The answer required is how many lines of the following entries contain the word "completed", with no other words.

[Stored data]
+ + + + + + +

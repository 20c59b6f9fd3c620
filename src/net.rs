//! Plain non-blocking TCP helpers shared by the listener (client side) and
//! origin dialing (spec §4.3 CONNECT). Raw `libc` sockets, consistent with
//! how the admin transport and the transform child's pipes are handled
//! elsewhere in this crate — nothing here is blocking, and nothing needs a
//! full async-runtime socket type for a single-threaded selector loop.

use std::io;
use std::mem;
use std::net::SocketAddr;
use std::os::unix::io::RawFd;

use libc::{sockaddr_in, socklen_t, AF_INET, SOCK_STREAM};

pub fn listen(addr: SocketAddr, backlog: i32) -> io::Result<RawFd> {
    let fd = new_nonblocking_tcp_socket()?;
    let one: libc::c_int = 1;
    unsafe {
        libc::setsockopt(
            fd,
            libc::SOL_SOCKET,
            libc::SO_REUSEADDR,
            &one as *const _ as *const libc::c_void,
            mem::size_of::<libc::c_int>() as socklen_t,
        );
    }
    let (sa, len) = to_sockaddr_in(addr);
    if unsafe { libc::bind(fd, &sa as *const sockaddr_in as *const libc::sockaddr, len) } != 0 {
        let err = io::Error::last_os_error();
        unsafe { libc::close(fd) };
        return Err(err);
    }
    if unsafe { libc::listen(fd, backlog) } != 0 {
        let err = io::Error::last_os_error();
        unsafe { libc::close(fd) };
        return Err(err);
    }
    Ok(fd)
}

/// `Ok(None)` means no pending connection (`EAGAIN`/`EWOULDBLOCK`).
pub fn accept(listener_fd: RawFd) -> io::Result<Option<(RawFd, SocketAddr)>> {
    let mut sa: sockaddr_in = unsafe { mem::zeroed() };
    let mut len = mem::size_of::<sockaddr_in>() as socklen_t;
    let fd = unsafe {
        libc::accept(
            listener_fd,
            &mut sa as *mut sockaddr_in as *mut libc::sockaddr,
            &mut len,
        )
    };
    if fd < 0 {
        let err = io::Error::last_os_error();
        if err.kind() == io::ErrorKind::WouldBlock {
            return Ok(None);
        }
        return Err(err);
    }
    set_nonblocking(fd)?;
    Ok(Some((fd, from_sockaddr_in(&sa))))
}

/// Starts a non-blocking connect. The fd should be registered for write
/// readiness; once writable, call `take_connect_error` to learn whether it
/// actually succeeded.
pub fn connect_nonblocking(addr: SocketAddr) -> io::Result<RawFd> {
    let fd = new_nonblocking_tcp_socket()?;
    let (sa, len) = to_sockaddr_in(addr);
    let ret = unsafe { libc::connect(fd, &sa as *const sockaddr_in as *const libc::sockaddr, len) };
    if ret == 0 {
        return Ok(fd);
    }
    let err = io::Error::last_os_error();
    if err.kind() == io::ErrorKind::WouldBlock || err.raw_os_error() == Some(libc::EINPROGRESS) {
        return Ok(fd);
    }
    unsafe { libc::close(fd) };
    Err(err)
}

/// Reads `SO_ERROR` off a connecting socket once it becomes writable.
/// `Ok(())` means the connection succeeded.
pub fn take_connect_error(fd: RawFd) -> io::Result<()> {
    let mut err: libc::c_int = 0;
    let mut len = mem::size_of::<libc::c_int>() as socklen_t;
    let ret = unsafe {
        libc::getsockopt(
            fd,
            libc::SOL_SOCKET,
            libc::SO_ERROR,
            &mut err as *mut _ as *mut libc::c_void,
            &mut len,
        )
    };
    if ret != 0 {
        return Err(io::Error::last_os_error());
    }
    if err == 0 {
        Ok(())
    } else {
        Err(io::Error::from_raw_os_error(err))
    }
}

fn new_nonblocking_tcp_socket() -> io::Result<RawFd> {
    let fd = unsafe { libc::socket(AF_INET, SOCK_STREAM, 0) };
    if fd < 0 {
        return Err(io::Error::last_os_error());
    }
    set_nonblocking(fd)?;
    Ok(fd)
}

fn set_nonblocking(fd: RawFd) -> io::Result<()> {
    let flags = unsafe { libc::fcntl(fd, libc::F_GETFL) };
    if flags < 0 {
        return Err(io::Error::last_os_error());
    }
    if unsafe { libc::fcntl(fd, libc::F_SETFL, flags | libc::O_NONBLOCK) } < 0 {
        return Err(io::Error::last_os_error());
    }
    Ok(())
}

fn to_sockaddr_in(addr: SocketAddr) -> (sockaddr_in, socklen_t) {
    match addr {
        SocketAddr::V4(v4) => {
            let mut sa: sockaddr_in = unsafe { mem::zeroed() };
            sa.sin_family = AF_INET as _;
            sa.sin_port = v4.port().to_be();
            sa.sin_addr.s_addr = u32::from_ne_bytes(v4.ip().octets());
            (sa, mem::size_of::<sockaddr_in>() as socklen_t)
        }
        SocketAddr::V6(_) => panic!("origin/listener sockets are IPv4-only"),
    }
}

fn from_sockaddr_in(sa: &sockaddr_in) -> SocketAddr {
    let ip = std::net::Ipv4Addr::from(sa.sin_addr.s_addr.to_ne_bytes());
    SocketAddr::new(ip.into(), u16::from_be(sa.sin_port))
}
impl Connection {
    pub fn new(client_fd: RawFd, config: Arc<Config>) -> Self {
        Connection {
            state: State::Parse,
            client_fd,
            origin_fd: None,
            config,
            parser: RequestParser::new(),
            head: None,
            raw_head: Vec::new(),
            client_in: RingBuf::new(HEAD_BUF),
            origin_out: RingBuf::new(BODY_BUF),
            origin_in: RingBuf::new(BODY_BUF),
            client_out: RingBuf::new(BODY_BUF),
            body: None,
            response_head_sent: false,
            client_body_passthrough: false,
        }
    }

    pub fn client_fd(&self) -> RawFd {
        self.client_fd
    }

    pub fn origin_fd(&self) -> Option<RawFd> {
        self.origin_fd
    }

    fn fail(&mut self, reason: &str) -> Action {
        warn!("connection entering ERROR: {}", reason);
        if !self.response_head_sent && self.state != State::Parse {
            self.queue_error_response(502);
        } else if self.state == State::Parse {
            self.queue_error_response(400);
        }
        self.state = State::Error;
        Action::Close
    }

    fn queue_error_response(&mut self, status: u16) {
        let reason = match status {
            400 => "Bad Request",
            502 => "Bad Gateway",
            504 => "Gateway Timeout",
            _ => "Internal Server Error",
        };
        let body = format!("{} {}", status, reason);
        let resp = format!(
            "HTTP/1.1 {} {}\r\nContent-Length: {}\r\nConnection: close\r\n\r\n{}",
            status,
            reason,
            body.len(),
            body
        );
        self.client_out.write_bytes(resp.as_bytes());
        self.response_head_sent = true;
    }

    pub fn on_idle_timeout(&mut self) -> Action {
        self.fail("idle timeout")
    }

    // ---- PARSE ----

    pub fn on_client_readable(&mut self) -> Action {
        match self.state {
            State::Parse => self.pump_parse(),
            State::Connect | State::ForwardHead | State::TransformBody => {
                self.pump_client_body_passthrough()
            }
            _ => Action::None,
        }
    }

    fn pump_parse(&mut self) -> Action {
        if !self.client_in.can_write() {
            return self.fail("request head exceeded buffer capacity");
        }
        let n = match nonblocking_read(self.client_fd, self.client_in.write_ptr()) {
            Ok(Some(0)) => return self.fail("client closed before request head completed"),
            Ok(Some(n)) => n,
            Ok(None) => return Action::None,
            Err(e) => return self.fail(&format!("client read error: {}", e)),
        };
        self.client_in.write_adv(n);

        // Snapshot the unconsumed window before feeding it to the parser:
        // `read_adv` reclaims a drained buffer's space for reuse, so this is
        // the last point at which the bytes the parser is about to consume
        // are guaranteed still to be there afterward.
        let unparsed = self.client_in.read_ptr().to_vec();
        let outcome = self.parser.feed(&mut self.client_in);
        let consumed = unparsed.len() - self.client_in.len();
        self.raw_head.extend_from_slice(&unparsed[..consumed]);

        match outcome {
            ParseOutcome::NeedMore => Action::None,
            ParseOutcome::Error(detail) => self.fail(&format!("parse error: {}", detail)),
            ParseOutcome::Done(head) => {
                trace!("request head parsed: {} {}", head.method, head.path);
                let origin_host = head.origin_host();
                self.head = Some(head);
                match origin_host {
                    Some((host, port)) => {
                        self.state = State::Resolve;
                        Action::NeedResolve { host: host.to_string(), port }
                    }
                    None => self.fail("no absolute-form target or Host header"),
                }
            }
        }
    }

    pub fn on_resolved(&mut self, result: Result<SocketAddr, String>) -> Action {
        match result {
            Ok(addr) => {
                self.state = State::Connect;
                Action::NeedConnect { addr }
            }
            Err(detail) => self.fail(&format!("resolve failed: {}", detail)),
        }
    }

    pub fn on_connect_started(&mut self, origin_fd: RawFd) {
        self.origin_fd = Some(origin_fd);
        self.queue_rewritten_request_line();
    }

    /// Rewrites only the request-line target (spec §4.2); every other header
    /// the client sent — `Host`, `User-Agent`, `Accept`, `Cookie`, whatever
    /// else arrived — passes through unchanged, the way the original
    /// forwards the head verbatim. The only header this proxy ever injects
    /// is `Connection: close`, replacing any the client sent so only one
    /// survives.
    fn queue_rewritten_request_line(&mut self) {
        let head = self.head.as_ref().expect("head set before CONNECT");
        let request_line = format!("{} {} HTTP/{}.{}\r\n", head.method, head.path, head.version_major, head.version_minor);
        self.origin_out.write_bytes(request_line.as_bytes());
        if let Some(headers) = self.original_headers_without_connection() {
            self.origin_out.write_bytes(&headers);
        }
        self.origin_out.write_bytes(b"Connection: close\r\n\r\n");
    }

    /// The client's original header lines (everything after the request
    /// line up to, but not including, the blank line) with any `Connection`
    /// header dropped, each line still terminated with `\r\n`.
    fn original_headers_without_connection(&self) -> Option<Vec<u8>> {
        let line_end = find_subslice(&self.raw_head, b"\r\n")?;
        let headers = &self.raw_head[line_end + 2..];
        let headers = headers.strip_suffix(b"\r\n\r\n").unwrap_or(headers);
        let mut out = Vec::with_capacity(headers.len());
        for line in headers.split(|&b| b == b'\n') {
            let line = line.strip_suffix(b"\r").unwrap_or(line);
            if line.is_empty() || line.to_ascii_lowercase().starts_with(b"connection:") {
                continue;
            }
            out.extend_from_slice(line);
            out.extend_from_slice(b"\r\n");
        }
        Some(out)
    }

    /// CONNECT's writable event: either still connecting (check SO_ERROR)
    /// or already connected and ready to flush the rewritten request line.
    pub fn on_origin_connected(&mut self) -> Action {
        self.state = State::ForwardHead;
        self.flush_origin_out()
    }

    fn flush_origin_out(&mut self) -> Action {
        let Some(origin_fd) = self.origin_fd else { return Action::None };
        if !self.origin_out.can_read() {
            return Action::None;
        }
        match nonblocking_write(origin_fd, self.origin_out.read_ptr()) {
            Ok(Some(n)) => {
                self.origin_out.read_adv(n);
                metrics::increase_transfer_bytes(n as u64);
                Action::None
            }
            Ok(None) => Action::None,
            Err(e) => self.fail(&format!("origin write error: {}", e)),
        }
    }

    pub fn on_origin_writable(&mut self) -> Action {
        match self.state {
            State::ForwardHead => self.flush_origin_out(),
            State::TransformBody => {
                if let Some(BodyMode::Transform(stage)) = &mut self.body {
                    let _ = stage.on_transform_stdin_writable();
                }
                Action::None
            }
            _ => Action::None,
        }
    }

    fn pump_client_body_passthrough(&mut self) -> Action {
        if !self.client_body_passthrough || !self.origin_out.can_write() {
            return Action::None;
        }
        match nonblocking_read(self.client_fd, self.origin_out.write_ptr()) {
            Ok(Some(0)) => {
                self.client_body_passthrough = false;
                Action::None
            }
            Ok(Some(n)) => {
                self.origin_out.write_adv(n);
                self.flush_origin_out()
            }
            Ok(None) => Action::None,
            Err(_) => Action::None,
        }
    }

    // ---- FORWARD_HEAD / TRANSFORM_BODY ----

    pub fn on_origin_readable(&mut self) -> Action {
        match self.state {
            State::ForwardHead => self.pump_forward_head(),
            State::TransformBody => {
                if let Some(origin_fd) = self.origin_fd {
                    match &mut self.body {
                        Some(BodyMode::Transform(stage)) => {
                            let _ = stage.on_origin_readable(origin_fd);
                        }
                        Some(BodyMode::PassThrough(pt)) => {
                            pump_passthrough_origin(pt, origin_fd, &mut self.origin_in, &mut self.client_out);
                        }
                        None => {}
                    }
                }
                Action::None
            }
            _ => Action::None,
        }
    }

    fn pump_forward_head(&mut self) -> Action {
        let Some(origin_fd) = self.origin_fd else { return Action::None };
        if !self.origin_in.can_write() {
            return self.fail("origin response head exceeded buffer capacity");
        }
        let n = match nonblocking_read(origin_fd, self.origin_in.write_ptr()) {
            Ok(Some(0)) => return self.fail("origin closed before response head completed"),
            Ok(Some(n)) => n,
            Ok(None) => return Action::None,
            Err(e) => return self.fail(&format!("origin read error: {}", e)),
        };
        self.origin_in.write_adv(n);

        let head_bytes = self.origin_in.read_ptr();
        let Some(head_end) = response::find_head_end(head_bytes) else {
            return Action::None;
        };
        let head = head_bytes[..head_end].to_vec();
        let body_prefix = head_bytes[head_end..].to_vec();
        self.origin_in.read_adv(head_end);

        let origin_chunked = response::is_chunked(&head);
        debug!("response head received, origin_chunked={}", origin_chunked);

        if self.config.transform_enabled() {
            self.client_out
                .write_bytes(&response::rewrite_head_for_chunked_transform(&head));
            self.response_head_sent = true;
            self.state = State::TransformBody;
            if !body_prefix.is_empty() {
                self.origin_in.write_bytes(&body_prefix);
            }
            return Action::SpawnTransform {
                command: self.config.command.clone(),
                stderr_path: self.config.stderr_path.clone(),
            };
        }

        self.client_out.write_bytes(&head);
        self.response_head_sent = true;
        self.state = State::TransformBody;
        self.body = Some(BodyMode::PassThrough(PassThrough {
            rechunk: origin_chunked,
            origin_eof: false,
        }));
        if !body_prefix.is_empty() {
            self.client_out.write_bytes(&body_prefix);
        }
        Action::None
    }

    pub fn on_transform_spawned(&mut self, child: TransformChild) {
        let mut stage = TransformStage::new(child);
        // Any response bytes buffered ahead of the transform spawn
        // completing (the sliver of body that arrived in the same read as
        // the head) feed the pipeline immediately.
        if self.origin_in.can_read() && self.origin_fd.is_some() {
            let _ = stage.on_origin_readable(self.origin_fd.unwrap());
        }
        self.body = Some(BodyMode::Transform(stage));
    }

    pub fn on_transform_spawn_failed(&mut self) {
        warn!("transform spawn failed, falling back to pass-through");
        self.body = Some(BodyMode::PassThrough(PassThrough {
            rechunk: false,
            origin_eof: false,
        }));
    }

    pub fn on_transform_stdout_readable(&mut self) {
        if let Some(BodyMode::Transform(stage)) = &mut self.body {
            let _ = stage.on_transform_stdout_readable();
        }
    }

    pub fn on_client_writable(&mut self) -> Action {
        match &mut self.body {
            Some(BodyMode::Transform(stage)) => {
                let _ = stage.on_client_writable(self.client_fd);
                if stage.is_finished() {
                    self.state = State::Done;
                }
                Action::None
            }
            _ => {
                if self.client_out.can_read() {
                    match nonblocking_write(self.client_fd, self.client_out.read_ptr()) {
                        Ok(Some(n)) => {
                            self.client_out.read_adv(n);
                            metrics::increase_transfer_bytes(n as u64);
                        }
                        Ok(None) => {}
                        Err(_) => {
                            self.state = State::Error;
                            return Action::Close;
                        }
                    }
                }
                if let Some(BodyMode::PassThrough(pt)) = &self.body {
                    if pt.origin_eof && !self.client_out.can_read() {
                        self.state = State::Done;
                    }
                }
                Action::None
            }
        }
    }

    pub fn interest(&self) -> ConnectionInterest {
        match self.state {
            State::Parse => ConnectionInterest {
                client: Interest::READ,
                origin: Interest::NONE,
                transform_stdin: Interest::NONE,
                transform_stdout: Interest::NONE,
            },
            State::Resolve => ConnectionInterest::none(),
            State::Connect => ConnectionInterest {
                client: Interest::NONE,
                origin: Interest::WRITE,
                transform_stdin: Interest::NONE,
                transform_stdout: Interest::NONE,
            },
            State::ForwardHead => ConnectionInterest {
                client: if self.client_out.can_read() { Interest::WRITE } else { Interest::NONE },
                origin: if self.origin_out.can_read() { Interest::WRITE } else { Interest::READ },
                transform_stdin: Interest::NONE,
                transform_stdout: Interest::NONE,
            },
            State::TransformBody => match &self.body {
                Some(BodyMode::Transform(stage)) => {
                    let ti = stage.interest();
                    ConnectionInterest {
                        client: ti.client,
                        origin: ti.origin,
                        transform_stdin: ti.transform_stdin,
                        transform_stdout: ti.transform_stdout,
                    }
                }
                Some(BodyMode::PassThrough(pt)) => ConnectionInterest {
                    client: if self.client_out.can_read() { Interest::WRITE } else { Interest::NONE },
                    origin: if !pt.origin_eof && self.client_out.can_write() { Interest::READ } else { Interest::NONE },
                    transform_stdin: Interest::NONE,
                    transform_stdout: Interest::NONE,
                },
                None => ConnectionInterest::none(),
            },
            State::Done | State::Error => ConnectionInterest::none(),
        }
    }

    pub fn is_terminal(&self) -> bool {
        matches!(self.state, State::Done | State::Error)
    }

    pub fn shutdown(&mut self) {
        if let Some(BodyMode::Transform(stage)) = &mut self.body {
            stage.shutdown();
        }
    }
}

+ + + + + + +

Response area.
2